150 Word Review: 'Furiosa: A Mad Max Saga' (2024) + Essay: 'Crimes Of The Future' (2022)
Who wants the MMCU?
Mad Max: Fury Road was full of astonishing stunts and something rare for a Hollywood sequel: surprise. The 2015 action masterpiece is powered by "WTF" moments. Mother's milk? The Bullet Farm? Warboys? They're barely explained. The title character is quickly introduced, then recast as a glorified sidekick to Charlize Theron's Furiosa, a heavy metal avenging angel.
Almost ten years later, director George Miller returns to the post-apocalypse in Furiosa, another roaring, metal-and-rubber rodeo full of astonishing stunts, but this time, less mystery. It doesn't help that it's a prequel, the safest and dullest of genres. Too much is explained. His cursed Australia is smaller than ever. There's another war rig—Joe's back! One of the strengths of Miller's Mad Max films is his reckless disregard for continuity.
Anya Taylor-Joy burns with rage and intellect but lacks Theron's melancholy swagger. Chris Hemsworth plays a cruel warlord like a chatty Dickensian cutthroat.
New 150 Word Review: ‘Moonstruck’ (1997)
Essay: ‘Crimes Of The Future’ (2022)
I was thinking about my most recent colonoscopy while watching director and writer David Cronenberg’s 2022 science-fiction movie Crimes of the Future.
Last year, my doctor informed me I was old enough to get screened for colorectal cancer. As a devout hypochondriac, I made an appointment as soon as possible with a gastroenterologist. I drank a gallon of industrial-strength laxative that melted my guts the night before, but the procedure was successful. I was sedated and probed, then woke up and ate a breakfast sandwich.
I am healthy, for now. I’ll do it all over again in ten years.
Here’s what I thought: had I gotten my colonoscopy in Cronenberg’s new dystopia, I would not have been put to sleep. There is no pain in the shabby, broken-down tomorrow of Crimes of the Future. No one suffers from infections. If humanity has somehow survived a great cataclysm, no one mentions it. People only talk about their bodies because they are the final frontier. Even the most cutting-edge technology looks like it’s made of living tissue.
In Cronenberg’s future, humans are mutating, but unauthorized evolution is illegal. People can do what they want with their bodies, up to a point, and then they’re enemies of the state. What you can, or can’t do, to your body is the only cultural and political issue that matters.
My colonoscopy in this brave new world would be broadcast before a live audience, the soft pink walls of my innards, my polyps, and internal hemorrhoids, all projected on giant screens as spectators ooh and aah—the next stage of social media.

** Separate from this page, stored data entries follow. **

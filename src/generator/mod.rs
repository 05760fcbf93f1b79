pub mod dialect;
pub use dialect::*;

pub mod validate;
pub use validate::*;

pub mod builder;
pub use builder::*;
use serde::{Deserialize, Serialize};

/// Identifier quoting style of the target engine.
#[derive(Debug, Clone, Copy, Default, PartialEq, Eq, Serialize, Deserialize)]
pub enum QuoteStyle {
    #[default]
    DoubleQuote,
    Backtick,
}

/// Engine-specific generation policy. A value, not a guess at one fixed
/// engine: callers pick quoting and join support per target.
#[derive(Debug, Clone, PartialEq, Serialize, Deserialize)]
pub struct Dialect {
    pub quote_style: QuoteStyle,
    pub supports_full_outer_join: bool,
}

impl Default for Dialect {
    fn default() -> Self {
        Self {
            quote_style: QuoteStyle::DoubleQuote,
            supports_full_outer_join: true,
        }
    }
}

impl Dialect {
    /// Renders an identifier, quoting only when the name is not a plain word.
    /// Names coming out of the parser are always plain; quoting matters for
    /// names typed directly into the builder UI.
    pub fn ident(&self, name: &str) -> String {
        if name == "*" {
            return name.to_string();
        }

        let plain = !name.is_empty()
            && name.chars().all(|ch| ch.is_ascii_alphanumeric() || ch == '_');
        if plain {
            return name.to_string();
        }

        match self.quote_style {
            QuoteStyle::DoubleQuote => format!("\"{}\"", name.replace('"', "\"\"")),
            QuoteStyle::Backtick => format!("`{}`", name.replace('`', "``")),
        }
    }
}

#[cfg(test)]
mod tests {
    use crate::generator::{Dialect, QuoteStyle};

    #[test]
    pub fn test_ident_plain_names_stay_bare() {
        let dialect = Dialect::default();

        assert_eq!(dialect.ident("employees"), "employees");
        assert_eq!(dialect.ident("full_name"), "full_name");
        assert_eq!(dialect.ident("*"), "*");
    }

    #[test]
    pub fn test_ident_quotes_names_with_spaces() {
        let dialect = Dialect::default();

        assert_eq!(dialect.ident("first name"), "\"first name\"");
    }

    #[test]
    pub fn test_ident_backtick_style() {
        let dialect = Dialect { quote_style: QuoteStyle::Backtick, ..Dialect::default() };

        assert_eq!(dialect.ident("first name"), "`first name`");
        assert_eq!(dialect.ident("a`b"), "`a``b`");
    }

    #[test]
    pub fn test_ident_escapes_embedded_quotes() {
        let dialect = Dialect::default();

        assert_eq!(dialect.ident("a\"b"), "\"a\"\"b\"");
    }
}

Maybe I’d sing a song? Read some poetry? All while I’m being prodded and penetrated? Because in Crimes of the Future, performance art survives the apocalypse and thrives. It is popular. Everyone is obsessed with flamboyant vivisections. Underground theaters are crammed with audiences watching artists butcher each other or themselves. Organs are exposed. Crimes of the Future puts the ‘offal’ in Off-Off-Broadway.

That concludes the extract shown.